At last, I reached the bottom, where the base of the ladder rested against another window ledge on the opposite side of the light well. I slipped inside. Jenny clambered down after me then swung the ladder away from her window. It crashed to the ground.
“They’ll be back down any second,” she said. “We have to hide.”
She pulled me farther into the room. There was a narrow, steep set of stairs leading down into the floor. We descended, and I found myself in some sort of storage area. Giant crates of pop and pallets stacked with snack foods surrounded us. We were in the back room of the bodega.
Jenny leaned against the wall. “So now you see why I’m scared.”
“Yeah. All this on-the-run stuff really does a number on your adrenaline levels.” Speaking of which, I’d just about run out. All-nighters, too much caffeine on top of too little food, and thrilling escapes—not to mention I hadn’t exactly slept well the night before last—and you had a girl ready to drop. “Explain why we ran?”
She blinked at me. “Because they were trying to break into my apartment.”
“Then we call the police,” I said. “We don’t need to hide. What are a bunch of businessmen going to do to us in broad daylight on the streets of Manhattan?”
“This from the girl who a few hours ago thought I’d been kidnapped,” she snapped. “I don’t want to find out what they’d do to me. Hence, I don’t want them to catch me.”

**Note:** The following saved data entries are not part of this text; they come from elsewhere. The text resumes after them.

// Copyright (c) 2026 Aperture Labs
// SPDX-License-Identifier: AGPL-3.0
//! Prepared-Spec Cache (§4.3): avoids re-parsing large OpenAPI documents.
//! Keyed by `(specUrl, schemaVersion)`; entries older than `maxAgeMs` are
//! treated as misses. New domain logic — pattern (lookup-by-key + max-age +
//! best-effort replace) grounded in the teacher's general repository CRUD
//! idiom (`Arc<RwLock<HashMap<..>>>` over a trait, as in
//! `infrastructure::repositories::in_memory`).

use async_trait::async_trait;
use chrono::{DateTime, Utc};
use std::collections::HashMap;
use std::sync::{Arc, RwLock};

/// Bumped whenever the prepared-spec record shape changes; a stored entry
/// whose `schema_version` no longer matches `CURRENT_SCHEMA_VERSION` is
/// treated as a miss (§4.3, §9 "Cache signature version tag").
pub const CURRENT_SCHEMA_VERSION: u32 = 1;

pub const DEFAULT_MAX_AGE_MS: i64 = 5 * 60 * 60 * 1000;

#[derive(Debug, Clone)]
pub struct PreparedSpecMetadata {
    pub size_bytes: usize,
    pub created_at: DateTime<Utc>,
}

#[derive(Debug, Clone)]
pub struct PreparedSpecHandle {
    pub blob: Arc<serde_json::Value>,
    pub metadata: PreparedSpecMetadata,
}

#[derive(Debug, Clone, PartialEq, Eq, Hash)]
struct CacheKey {
    spec_url: String,
    schema_version: u32,
}

#[async_trait]
pub trait PreparedSpecCache: Send + Sync {
    async fn get(&self, spec_url: &str, max_age_ms: i64) -> Option<PreparedSpecHandle>;
    async fn put(&self, spec_url: &str, prepared: serde_json::Value);
    /// Deletes entries older than `max_age_ms`, bounded by `limit` per call.
    async fn prune(&self, max_age_ms: i64, limit: usize) -> usize;
}

#[derive(Default)]
pub struct InMemoryPreparedSpecCache {
    entries: Arc<RwLock<HashMap<CacheKey, PreparedSpecHandle>>>,
}

impl InMemoryPreparedSpecCache {
    pub fn new() -> Self {
        Self::default()
    }
}

#[async_trait]
impl PreparedSpecCache for InMemoryPreparedSpecCache {
    async fn get(&self, spec_url: &str, max_age_ms: i64) -> Option<PreparedSpecHandle> {
        let key = CacheKey {
            spec_url: spec_url.to_string(),
            schema_version: CURRENT_SCHEMA_VERSION,
        };
        let entries = self.entries.read().unwrap();
        let handle = entries.get(&key)?;
        let age_ms = (Utc::now() - handle.metadata.created_at).num_milliseconds();
        if age_ms <= max_age_ms {
            Some(handle.clone())
        } else {
            None
        }
    }

    async fn put(&self, spec_url: &str, prepared: serde_json::Value) {
        let key = CacheKey {
            spec_url: spec_url.to_string(),
            schema_version: CURRENT_SCHEMA_VERSION,
        };
        let size_bytes = prepared.to_string().len();
        let handle = PreparedSpecHandle {
            blob: Arc::new(prepared),
            metadata: PreparedSpecMetadata {
                size_bytes,
                created_at: Utc::now(),
            },
        };
        // Last writer wins; a displaced blob is simply dropped (Arc
        // refcounted, so in-flight readers of the old blob keep it alive
        // until they finish — "best-effort delete" in process memory).
        self.entries.write().unwrap().insert(key, handle);
    }

    async fn prune(&self, max_age_ms: i64, limit: usize) -> usize {
        let mut entries = self.entries.write().unwrap();
        let now = Utc::now();
        let stale: Vec<CacheKey> = entries
            .iter()
            .filter(|(_, handle)| (now - handle.metadata.created_at).num_milliseconds() > max_age_ms)
            .take(limit)
            .map(|(k, _)| k.clone())
            .collect();
        let removed = stale.len();
        for key in stale {
            entries.remove(&key);
        }
        removed
    }
}

#[cfg(test)]
mod tests {
    use super::*;

    #[tokio::test]
    async fn miss_on_empty_cache() {
        let cache = InMemoryPreparedSpecCache::new();
        assert!(cache.get("https://example.com/a.yaml", DEFAULT_MAX_AGE_MS).await.is_none());
    }

    #[tokio::test]
    async fn hit_within_max_age() {
        let cache = InMemoryPreparedSpecCache::new();
        cache.put("https://example.com/a.yaml", serde_json::json!({"ok": true})).await;
        let handle = cache.get("https://example.com/a.yaml", DEFAULT_MAX_AGE_MS).await.unwrap();
        assert_eq!(handle.blob["ok"], true);
    }

    #[tokio::test]
    async fn miss_once_older_than_max_age() {
        let cache = InMemoryPreparedSpecCache::new();
        cache.put("https://example.com/a.yaml", serde_json::json!({"ok": true})).await;
        assert!(cache.get("https://example.com/a.yaml", -1).await.is_none());
    }

    #[tokio::test]
    async fn last_writer_wins_on_racing_put() {
        let cache = InMemoryPreparedSpecCache::new();
        cache.put("https://example.com/a.yaml", serde_json::json!({"v": 1})).await;
        cache.put("https://example.com/a.yaml", serde_json::json!({"v": 2})).await;
        let handle = cache.get("https://example.com/a.yaml", DEFAULT_MAX_AGE_MS).await.unwrap();
        assert_eq!(handle.blob["v"], 2);
    }

    #[tokio::test]
    async fn prune_removes_only_stale_entries_bounded_by_limit() {
        let cache = InMemoryPreparedSpecCache::new();
        cache.put("https://example.com/a.yaml", serde_json::json!({})).await;
        cache.put("https://example.com/b.yaml", serde_json::json!({})).await;
        let removed = cache.prune(-1, 1).await;
        assert_eq!(removed, 1);
    }
}
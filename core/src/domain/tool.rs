// Copyright (c) 2026 Aperture Labs
// SPDX-License-Identifier: AGPL-3.0
//! Runtime-only Tool Definitions. These never hit a repository directly —
//! the Workspace Tool Cache persists the `CompiledArtifact` shape found in
//! `crate::infrastructure::workspace_tool_cache` and rehydrates a live
//! `ToolDefinition` (with a freshly re-materialized invoker) on each cache
//! hit, per §9's "closures across caches" design note.

use crate::domain::credential::CredentialSpec;
use async_trait::async_trait;
use serde::{Deserialize, Serialize};
use std::fmt;

pub const DISCOVER_TOOL_PATH: &str = "discover";

#[derive(Debug, Clone, Copy, PartialEq, Eq, Serialize, Deserialize)]
#[serde(rename_all = "snake_case")]
pub enum ApprovalMode {
    Auto,
    Required,
}

/// Context handed to an invoker at call time (§4.9 step 6).
#[derive(Clone)]
pub struct InvocationContext {
    pub task_id: crate::domain::task::TaskId,
    pub workspace: String,
    pub actor: String,
    pub client: Option<String>,
    pub credential_headers: Option<std::collections::HashMap<String, String>>,
    /// `discover`'s own implementation filters its tool listing through
    /// this predicate so it never leaks tools the caller's policies would
    /// deny (§9 "Discover tool").
    pub is_tool_allowed: std::sync::Arc<dyn Fn(&str) -> bool + Send + Sync>,
}

impl fmt::Debug for InvocationContext {
    fn fmt(&self, f: &mut fmt::Formatter<'_>) -> fmt::Result {
        f.debug_struct("InvocationContext")
            .field("task_id", &self.task_id)
            .field("workspace", &self.workspace)
            .field("actor", &self.actor)
            .field("client", &self.client)
            .finish()
    }
}

#[derive(thiserror::Error, Debug)]
#[error("{0}")]
pub struct InvokeError(pub String);

#[async_trait]
pub trait ToolInvoker: Send + Sync {
    async fn invoke(
        &self,
        input: serde_json::Value,
        ctx: &InvocationContext,
    ) -> Result<serde_json::Value, InvokeError>;
}

/// A tool materialized from a built-in or from a compiled external source.
#[derive(Clone)]
pub struct ToolDefinition {
    pub path: String,
    pub description: String,
    pub approval_mode: ApprovalMode,
    /// `None` for built-ins; `Some(source_id)` for compiled external tools.
    pub origin_source: Option<String>,
    pub credential_spec: Option<CredentialSpec>,
    pub args_schema: serde_json::Value,
    pub returns_schema: serde_json::Value,
    /// Set for the GraphQL source's synthetic tool; the Policy Evaluator
    /// decomposes the call into pseudo-tools rather than evaluating the
    /// synthetic tool's own policy directly (§4.7).
    pub is_graphql_source: bool,
    pub invoker: std::sync::Arc<dyn ToolInvoker>,
}

impl fmt::Debug for ToolDefinition {
    fn fmt(&self, f: &mut fmt::Formatter<'_>) -> fmt::Result {
        f.debug_struct("ToolDefinition")
            .field("path", &self.path)
            .field("approval_mode", &self.approval_mode)
            .field("origin_source", &self.origin_source)
            .field("is_graphql_source", &self.is_graphql_source)
            .finish()
    }
}

impl ToolDefinition {
    pub fn is_builtin(&self) -> bool {
        self.origin_source.is_none()
    }
}

/// Stable, serializable description of a tool, independent of its invoker —
/// what the Workspace Tool Cache actually persists (§9).
#[derive(Debug, Clone, Serialize, Deserialize)]
pub struct CompiledArtifact {
    pub path: String,
    pub description: String,
    pub approval_mode: ApprovalMode,
    pub source_id: String,
    pub source_type: crate::domain::tool_source::SourceType,
    pub credential_spec: Option<CredentialSpec>,
    pub args_schema: serde_json::Value,
    pub returns_schema: serde_json::Value,
    pub is_graphql_source: bool,
    /// Type-specific data the compiler needs to re-materialize an invoker on
    /// rehydrate (e.g. the HTTP method + path template for an OpenAPI
    /// operation, or the remote URL for an MCP tool).
    pub invoker_spec: serde_json::Value,
}
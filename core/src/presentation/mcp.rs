// Copyright (c) 2026 Aperture Labs
// SPDX-License-Identifier: AGPL-3.0
//! The `/mcp` endpoint (§6): MCP wire protocol over Streamable HTTP
//! (POST/GET/DELETE). New: no server-side MCP crate exists anywhere in the
//! retrieved corpus, so the JSON-RPC envelope and session bookkeeping are
//! hand-rolled over `axum`, following the same thin-handler-over-Arc<State>
//! shape as `presentation::http`.

use crate::application::dispatcher::{Dispatcher, ToolCallRequest};
use crate::application::workspace_tool_cache_service::WorkspaceToolCacheService;
use crate::domain::task::{Task, TaskId, DEFAULT_TIMEOUT_MS};
use crate::infrastructure::event_bus::EventBus;
use crate::infrastructure::oauth::jwks::JwksVerifier;
use axum::extract::{Query, State};
use axum::http::{HeaderMap, HeaderValue, StatusCode};
use axum::response::sse::{Event as SseEvent, KeepAlive, Sse};
use axum::response::IntoResponse;
use axum::routing::{delete, get, post};
use axum::{Json, Router};
use futures::stream::{Stream, StreamExt};
use serde::{Deserialize, Serialize};
use serde_json::{json, Value};
use std::collections::HashMap;
use std::pin::Pin;
use std::sync::Arc;
use std::sync::RwLock;
use uuid::Uuid;

const SESSION_HEADER: &str = "Mcp-Session-Id";

pub struct McpState {
    pub workspace_tools: Arc<WorkspaceToolCacheService>,
    pub dispatcher: Arc<Dispatcher>,
    pub bus: Arc<EventBus>,
    pub jwks_verifier: Option<Arc<JwksVerifier>>,
    sessions: RwLock<HashMap<String, SessionContext>>,
}

struct SessionContext {
    workspace: String,
    client: Option<String>,
}

impl McpState {
    pub fn new(
        workspace_tools: Arc<WorkspaceToolCacheService>,
        dispatcher: Arc<Dispatcher>,
        bus: Arc<EventBus>,
        jwks_verifier: Option<Arc<JwksVerifier>>,
    ) -> Self {
        Self {
            workspace_tools,
            dispatcher,
            bus,
            jwks_verifier,
            sessions: RwLock::new(HashMap::new()),
        }
    }
}

pub fn router(state: Arc<McpState>) -> Router {
    Router::new()
        .route("/mcp", post(handle_post).get(handle_get).delete(handle_delete))
        .with_state(state)
}

#[derive(Debug, Deserialize)]
struct McpQuery {
    #[serde(rename = "workspaceId")]
    workspace_id: Option<String>,
    #[serde(rename = "clientId")]
    client_id: Option<String>,
    #[serde(rename = "sessionId")]
    session_id: Option<String>,
}

#[derive(Debug, Deserialize)]
struct JsonRpcRequest {
    #[serde(default)]
    id: Value,
    method: String,
    #[serde(default)]
    params: Value,
}

#[derive(Debug, Serialize)]
struct JsonRpcResponse {
    jsonrpc: &'static str,
    id: Value,
    #[serde(skip_serializing_if = "Option::is_none")]
    result: Option<Value>,
    #[serde(skip_serializing_if = "Option::is_none")]
    error: Option<JsonRpcError>,
}

#[derive(Debug, Serialize)]
struct JsonRpcError {
    code: i64,
    message: String,
}

fn ok_response(id: Value, result: Value) -> JsonRpcResponse {
    JsonRpcResponse {
        jsonrpc: "2.0",
        id,
        result: Some(result),
        error: None,
    }
}

fn error_response(id: Value, code: i64, message: impl Into<String>) -> JsonRpcResponse {
    JsonRpcResponse {
        jsonrpc: "2.0",
        id,
        result: None,
        error: Some(JsonRpcError {
            code,
            message: message.into(),
        }),
    }
}

/// 401 + `WWW-Authenticate: Bearer` challenge (§6 "unauthenticated requests
/// receive 401 ... pointing to `/.well-known/oauth-protected-resource`").
fn unauthorized_challenge() -> axum::response::Response {
    let mut response = StatusCode::UNAUTHORIZED.into_response();
    response.headers_mut().insert(
        axum::http::header::WWW_AUTHENTICATE,
        HeaderValue::from_static(r#"Bearer resource_metadata="/.well-known/oauth-protected-resource""#),
    );
    response
}

async fn authenticate(state: &McpState, headers: &HeaderMap) -> Result<Option<String>, axum::response::Response> {
    let Some(verifier) = &state.jwks_verifier else {
        return Ok(None);
    };
    let header = headers
        .get(axum::http::header::AUTHORIZATION)
        .and_then(|v| v.to_str().ok());
    match verifier.authenticate(header).await {
        Ok(claims) => Ok(Some(claims.sub)),
        Err(_) => Err(unauthorized_challenge()),
    }
}

async fn handle_post(
    State(state): State<Arc<McpState>>,
    Query(query): Query<McpQuery>,
    headers: HeaderMap,
    Json(request): Json<JsonRpcRequest>,
) -> axum::response::Response {
    let actor = match authenticate(&state, &headers).await {
        Ok(actor) => actor,
        Err(challenge) => return challenge,
    };

    let session_id = query
        .session_id
        .clone()
        .or_else(|| headers.get(SESSION_HEADER).and_then(|v| v.to_str().ok()).map(str::to_string));

    let workspace = match resolve_workspace(&state, &query, session_id.as_deref()) {
        Ok(workspace) => workspace,
        Err(message) => {
            let body = error_response(request.id, -32602, message);
            return (StatusCode::BAD_REQUEST, Json(body)).into_response();
        }
    };

    let id = request.id.clone();
    let response = match request.method.as_str() {
        "initialize" => handle_initialize(&state, &workspace, query.client_id.clone(), id),
        "tools/list" => handle_tools_list(&state, &workspace, id).await,
        "tools/call" => handle_tools_call(&state, &workspace, query.client_id.clone(), actor, request.params, id).await,
        other => error_response(id, -32601, format!("method not found: {other}")),
    };

    let session_id = session_id.unwrap_or_else(new_session_id);
    if !state.sessions.read().unwrap().contains_key(&session_id) {
        state.sessions.write().unwrap().insert(
            session_id.clone(),
            SessionContext {
                workspace,
                client: query.client_id,
            },
        );
    }

    let mut http_response = Json(response).into_response();
    if let Ok(value) = HeaderValue::from_str(&session_id) {
        http_response.headers_mut().insert(SESSION_HEADER, value);
    }
    http_response
}

fn new_session_id() -> String {
    format!("mcp_{}", Uuid::new_v4())
}

fn resolve_workspace(state: &McpState, query: &McpQuery, session_id: Option<&str>) -> Result<String, String> {
    if let Some(workspace) = &query.workspace_id {
        return Ok(workspace.clone());
    }
    if let Some(session_id) = session_id {
        if let Some(session) = state.sessions.read().unwrap().get(session_id) {
            return Ok(session.workspace.clone());
        }
    }
    if state.jwks_verifier.is_some() {
        return Err("workspaceId is required when OAuth is enabled".to_string());
    }
    Ok("default".to_string())
}

fn handle_initialize(_state: &McpState, _workspace: &str, _client: Option<String>, id: Value) -> JsonRpcResponse {
    ok_response(
        id,
        json!({
            "protocolVersion": "2025-06-18",
            "capabilities": { "tools": { "listChanged": true } },
            "serverInfo": { "name": "sandbox-gateway", "version": env!("CARGO_PKG_VERSION") },
        }),
    )
}

async fn handle_tools_list(state: &McpState, workspace: &str, id: Value) -> JsonRpcResponse {
    match state.workspace_tools.tools_for_workspace(workspace).await {
        Ok(tools) => {
            let mut list: Vec<Value> = tools
                .values()
                .map(|tool| {
                    json!({
                        "name": tool.path,
                        "description": tool.description,
                        "inputSchema": tool.args_schema,
                        "outputSchema": tool.returns_schema,
                    })
                })
                .collect();
            list.sort_by(|a, b| a["name"].as_str().cmp(&b["name"].as_str()));
            ok_response(id, json!({ "tools": list }))
        }
        Err(err) => error_response(id, -32000, err.to_string()),
    }
}

#[derive(Debug, Deserialize)]
struct ToolsCallParams {
    name: String,
    #[serde(default)]
    arguments: Value,
}

async fn handle_tools_call(
    state: &McpState,
    workspace: &str,
    client: Option<String>,
    actor: Option<String>,
    params: Value,
    id: Value,
) -> JsonRpcResponse {
    let params: ToolsCallParams = match serde_json::from_value(params) {
        Ok(params) => params,
        Err(err) => return error_response(id, -32602, format!("invalid params: {err}")),
    };

    // A call over `/mcp` has no enclosing sandbox Task; this ephemeral,
    // never-persisted Task only supplies the identity fields the
    // Dispatcher needs (workspace/actor/client/id) to evaluate policy and
    // publish events against.
    let pseudo_task = match Task::new(
        TaskId::new(),
        "<mcp-tool-call>".to_string(),
        "mcp".to_string(),
        DEFAULT_TIMEOUT_MS,
        Value::Null,
        workspace.to_string(),
        actor.unwrap_or_else(|| "anonymous".to_string()),
        client,
    ) {
        Ok(task) => task,
        Err(err) => return error_response(id, -32000, err.to_string()),
    };

    let call_id = format!("call_{}", Uuid::new_v4());
    let result = state
        .dispatcher
        .invoke(
            &pseudo_task,
            ToolCallRequest {
                call_id,
                tool_path: params.name,
                input: params.arguments,
            },
        )
        .await;

    match result {
        Ok(value) => ok_response(
            id,
            json!({ "content": [{ "type": "text", "text": serde_json::to_string(&value).unwrap_or_default() }] }),
        ),
        Err(err) if crate::domain::errors::GatewayError::is_approval_denial(&err) => {
            // §8 scenario 2: a denied tool call is a successful MCP result
            // carrying `isError: true`, not a JSON-RPC protocol error — the
            // call reached the tool, it was the approval that was refused.
            ok_response(
                id,
                json!({
                    "content": [{ "type": "text", "text": format!("status: denied\n{err}") }],
                    "isError": true,
                }),
            )
        }
        Err(err) => error_response(id, -32000, err.to_string()),
    }
}

async fn handle_get(
    State(state): State<Arc<McpState>>,
    Query(_query): Query<McpQuery>,
    headers: HeaderMap,
) -> axum::response::Response {
    if let Err(challenge) = authenticate(&state, &headers).await {
        return challenge;
    }

    // Server-initiated notifications are not yet scoped per workspace:
    // every tool-call event on the bus is forwarded, same as a client
    // subscribing to the whole event bus. Workspace isolation for the
    // calls themselves is already enforced at dispatch time.
    let receiver = state.bus.subscribe();
    let stream: Pin<Box<dyn Stream<Item = Result<SseEvent, axum::Error>> + Send>> =
        Box::pin(tokio_stream::wrappers::BroadcastStream::new(receiver).filter_map(|item| async move {
            let event = item.ok()?;
            Some(Ok(SseEvent::default()
                .event(event.event_type.clone())
                .data(serde_json::to_string(&event).unwrap_or_default())))
        }));

    Sse::new(stream).keep_alive(KeepAlive::default()).into_response()
}

async fn handle_delete(State(state): State<Arc<McpState>>, Query(query): Query<McpQuery>, headers: HeaderMap) -> StatusCode {
    if authenticate(&state, &headers).await.is_err() {
        return StatusCode::UNAUTHORIZED;
    }
    let session_id = query
        .session_id
        .or_else(|| headers.get(SESSION_HEADER).and_then(|v| v.to_str().ok()).map(str::to_string));
    if let Some(session_id) = session_id {
        state.sessions.write().unwrap().remove(&session_id);
    }
    StatusCode::NO_CONTENT
}

#[cfg(test)]
mod tests {
    use super::*;

    #[test]
    fn resolve_workspace_requires_explicit_workspace_when_oauth_is_not_configured_defaults() {
        let state = McpState::new(
            Arc::new(unreachable_workspace_tools()),
            unreachable_dispatcher(),
            Arc::new(EventBus::new()),
            None,
        );
        let query = McpQuery {
            workspace_id: None,
            client_id: None,
            session_id: None,
        };
        assert_eq!(resolve_workspace(&state, &query, None).unwrap(), "default");
    }

    fn unreachable_workspace_tools() -> WorkspaceToolCacheService {
        use crate::infrastructure::prepared_spec_cache::InMemoryPreparedSpecCache;
        use crate::infrastructure::repositories::in_memory::InMemoryToolSourceRepository;
        use crate::infrastructure::tool_sources::{graphql::GraphqlCompiler, mcp::McpCompiler, openapi::OpenApiCompiler};
        use crate::infrastructure::workspace_tool_cache::InMemoryWorkspaceToolCacheStore;
        use crate::application::tool_compiler_service::ToolCompilerService;

        WorkspaceToolCacheService::new(
            Arc::new(InMemoryToolSourceRepository::new()),
            Arc::new(ToolCompilerService::new(
                Arc::new(OpenApiCompiler::new(Arc::new(InMemoryPreparedSpecCache::new()), 300_000)),
                Arc::new(GraphqlCompiler::new()),
                Arc::new(McpCompiler::new()),
            )),
            Arc::new(InMemoryWorkspaceToolCacheStore::new()),
            Vec::new(),
        )
    }

    fn unreachable_dispatcher() -> Arc<Dispatcher> {
        use crate::application::credential_service::StandardCredentialResolver;
        use crate::application::policy_service::StandardPolicyEvaluator;
        use crate::application::task_service::StandardTaskService;
        use crate::infrastructure::credential_resolver::HttpVaultReader;
        use crate::infrastructure::repositories::in_memory::{
            InMemoryApprovalRepository, InMemoryCredentialRepository, InMemoryEventRepository,
            InMemoryPolicyRepository, InMemoryTaskRepository,
        };

        let tasks = Arc::new(StandardTaskService::new(
            Arc::new(InMemoryTaskRepository::new()),
            Arc::new(InMemoryApprovalRepository::new()),
        ));
        Arc::new(Dispatcher::new(
            Arc::new(HashMap::new()),
            Arc::new(unreachable_workspace_tools()),
            Arc::new(InMemoryPolicyRepository::new()),
            Arc::new(StandardPolicyEvaluator::new()),
            Arc::new(StandardCredentialResolver::new(
                Arc::new(InMemoryCredentialRepository::new()),
                Arc::new(HttpVaultReader::new("https://vault.example.com".to_string(), None)),
            )),
            tasks,
            Arc::new(InMemoryEventRepository::new()),
            Arc::new(EventBus::new()),
        ))
    }
}
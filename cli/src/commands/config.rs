// Copyright (c) 2026 Aperture Labs
// SPDX-License-Identifier: AGPL-3.0

//! Configuration management commands
//!
//! Commands: show, validate, generate

use anyhow::{Context, Result};
use clap::Subcommand;
use colored::Colorize;
use gateway_core::domain::config::GatewayConfig;
use std::path::PathBuf;

#[derive(Subcommand)]
pub enum ConfigCommand {
    /// Show the effective configuration (file + env overrides)
    Show {
        /// Show config file discovery order
        #[arg(long)]
        paths: bool,
    },

    /// Validate a configuration file
    Validate {
        /// Path to config file (default: discover)
        #[arg(value_name = "FILE")]
        file: Option<PathBuf>,
    },

    /// Write a sample configuration file
    Generate {
        /// Output path
        #[arg(short, long, default_value = "./gateway-config.yaml")]
        output: PathBuf,
    },
}

pub async fn handle_command(command: ConfigCommand, config_override: Option<PathBuf>) -> Result<()> {
    match command {
        ConfigCommand::Show { paths } => show(config_override, paths).await,
        ConfigCommand::Validate { file } => validate(file.or(config_override)).await,
        ConfigCommand::Generate { output } => generate(output).await,
    }
}

async fn show(config_override: Option<PathBuf>, show_paths: bool) -> Result<()> {
    if show_paths {
        println!("{}", "Configuration discovery:".bold());
        if let Some(path) = &config_override {
            println!("  1. --config flag: {}", path.display());
        } else {
            println!("  1. --config flag: {}", "(not set)".dimmed());
        }
        println!(
            "  2. GATEWAY_CONFIG_PATH: {}",
            std::env::var("GATEWAY_CONFIG_PATH").unwrap_or_else(|_| "(not set)".to_string()).dimmed()
        );
        println!("  3. GATEWAY_* environment overrides (host/port/database_url/oauth/vault)");
        println!();
    }

    let config = gateway_core::infrastructure::config::load(config_override.as_deref()).context("failed to load configuration")?;

    println!("{}", "Current configuration:".bold());
    println!("  Host: {}:{}", config.host, config.port);
    println!("  Storage backend: {:?}", config.storage_backend);
    if let Some(database_url) = &config.database_url {
        println!("  Database URL: {database_url}");
    }
    match &config.oauth {
        Some(oauth) => {
            println!("  OAuth issuer: {}", oauth.issuer);
            println!("  Anonymous OAuth: {}", oauth.allow_anonymous);
        }
        None => println!("  OAuth: {}", "disabled".dimmed()),
    }
    println!("  Prepared-spec cache TTL: {}ms", config.prepared_spec_max_age_ms);
    Ok(())
}

async fn validate(config_path: Option<PathBuf>) -> Result<()> {
    println!("Validating configuration...");
    gateway_core::infrastructure::config::load(config_path.as_deref()).context("configuration is invalid")?;
    println!("{}", "✓ configuration is valid".green());
    Ok(())
}

async fn generate(output: PathBuf) -> Result<()> {
    let sample = serde_yaml::to_string(&GatewayConfig::default()).context("failed to render default configuration")?;
    std::fs::write(&output, sample).with_context(|| format!("failed to write config to {}", output.display()))?;
    println!("{}", format!("✓ configuration generated: {}", output.display()).green());
    Ok(())
}
//! Engine configuration

use std::{fs, path::Path};

use serde::{Deserialize, Serialize};
use thiserror::Error;

/// How many times a combo may match within one order.
#[derive(Debug, Clone, Copy, Default, PartialEq, Eq, Serialize, Deserialize)]
#[serde(rename_all = "snake_case")]
pub enum ComboRepetition {
    /// Keep matching while the remaining lines still satisfy the combo.
    #[default]
    Greedy,

    /// Match each combo at most once.
    Once,
}

/// Tunables for the pricing engine.
#[derive(Debug, Clone, Copy, PartialEq, Eq, Serialize, Deserialize)]
#[serde(default, deny_unknown_fields)]
pub struct EngineConfig {
    /// Extra compare-and-swap attempts after a lost usage race before the construct is
    /// treated as exhausted.
    pub cas_retries: u32,

    /// Combo repetition policy.
    pub combo_repetition: ComboRepetition,
}

impl Default for EngineConfig {
    fn default() -> Self {
        Self {
            cas_retries: 1,
            combo_repetition: ComboRepetition::Greedy,
        }
    }
}

/// Errors reading engine configuration.
#[derive(Debug, Error)]
pub enum ConfigError {
    /// IO error reading the config file
    #[error("Failed to read config file: {0}")]
    Io(#[from] std::io::Error),

    /// YAML parsing error
    #[error("Failed to parse YAML: {0}")]
    Yaml(#[from] serde_norway::Error),
}

impl EngineConfig {
    /// Parse a YAML document. Missing keys take their defaults.
    ///
    /// # Errors
    ///
    /// Returns a [`ConfigError`] if the document is not valid YAML or has unknown keys.
    pub fn from_yaml(contents: &str) -> Result<Self, ConfigError> {
        Ok(serde_norway::from_str(contents)?)
    }

    /// Read and parse a YAML config file.
    ///
    /// # Errors
    ///
    /// Returns a [`ConfigError`] if the file cannot be read or parsed.
    pub fn load(path: &Path) -> Result<Self, ConfigError> {
        Self::from_yaml(&fs::read_to_string(path)?)
    }
}
use clap::{Parser, Subcommand};

use crate::logging::LoggingConfig;

mod check;
mod quote;

#[derive(Debug, Parser)]
#[command(name = "tally", about = "Tally order pricing CLI", long_about = None)]
pub(crate) struct Cli {
    #[command(flatten)]
    pub(crate) logging: LoggingConfig,

    #[command(subcommand)]
    command: Commands,
}

#[derive(Debug, Subcommand)]
enum Commands {
    /// Price an order against a rule set and print the result as JSON
    Quote(quote::QuoteArgs),

    /// Load a rule set and list the records it excludes
    Check(check::CheckArgs),
}

impl Cli {
    pub(crate) fn run(self) -> anyhow::Result<()> {
        match self.command {
            Commands::Quote(args) => quote::run(args),
            Commands::Check(args) => check::run(args),
        }
    }
}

“Fair enough,” I said. “So what do we do now?”
“You mean what are you going to do, Amy. You’ve got the information now. Are you going to let them snatch your society out from under you?”
“It’s your society, too, Jenny.”
She looked down at her feet. “Not anymore. If it ever was.”
So the fifty-dollar bill Jenny had slipped the bodega employee had nothing to do with overpriced Manhattan energy bars. Instead she’d charged him with taking her car out of storage. Within half an hour, we were on the highway heading back to New Haven. I spent the time text-messaging Josh and Clarissa that they could stop worrying about Jenny, but please don’t spread the word until I’d spoken in detail to them both. After that, I tried again to get in touch with my old boss, Gus Kelting, member of the TTA board. Gus was on a business trip to Reykjavik, and according to his secretary, he wouldn’t be available for several days. I was transferred to his voice mail and pressed the 312 code, which I’d learned last summer took me to his special Rose & Grave mailbox. I hoped like hell he was checking his messages from Iceland. If not, we kids would be on our own with this one—though maybe it was time to see if we could hack it without help.
I stayed awake as long as possible, watching to see if we were being followed and debating with Jenny the necessity of our thrilling escape.
“These guys’ idea of being a badass is sabotaging a summer internship, not breaking kneecaps,” I said, finally agreeing with the argument everyone had been throwing at me since Jenny vanished.
“How about hiring thugs to break kneecaps?” Jenny asked. “I’m from the Bronx. I don’t take chances.”
Fair enough.
I fell asleep soon after, and awoke only when Jenny parked in the York Street garage and turned off the ignition. Home sweet home.
“I don’t want to go back to my room,” she said.
“Why not? It’s nice and clean now.” I gave her a weak, sleepy smile. “Come home with me if you want. Josh will probably be in the room, and we can tell him the whole story. I promise he’ll be more coherent than I am.”
She bit her lip. By this point, I was surprised she hadn’t bit it through. “I don’t know how I can face Josh. I don’t know how I can face any of them.”
Frankly, I didn’t know how she was going to do it either, but hopefully we’d be able to steer quickly past accusations and recriminations and straight on to the issue at hand: Elysion.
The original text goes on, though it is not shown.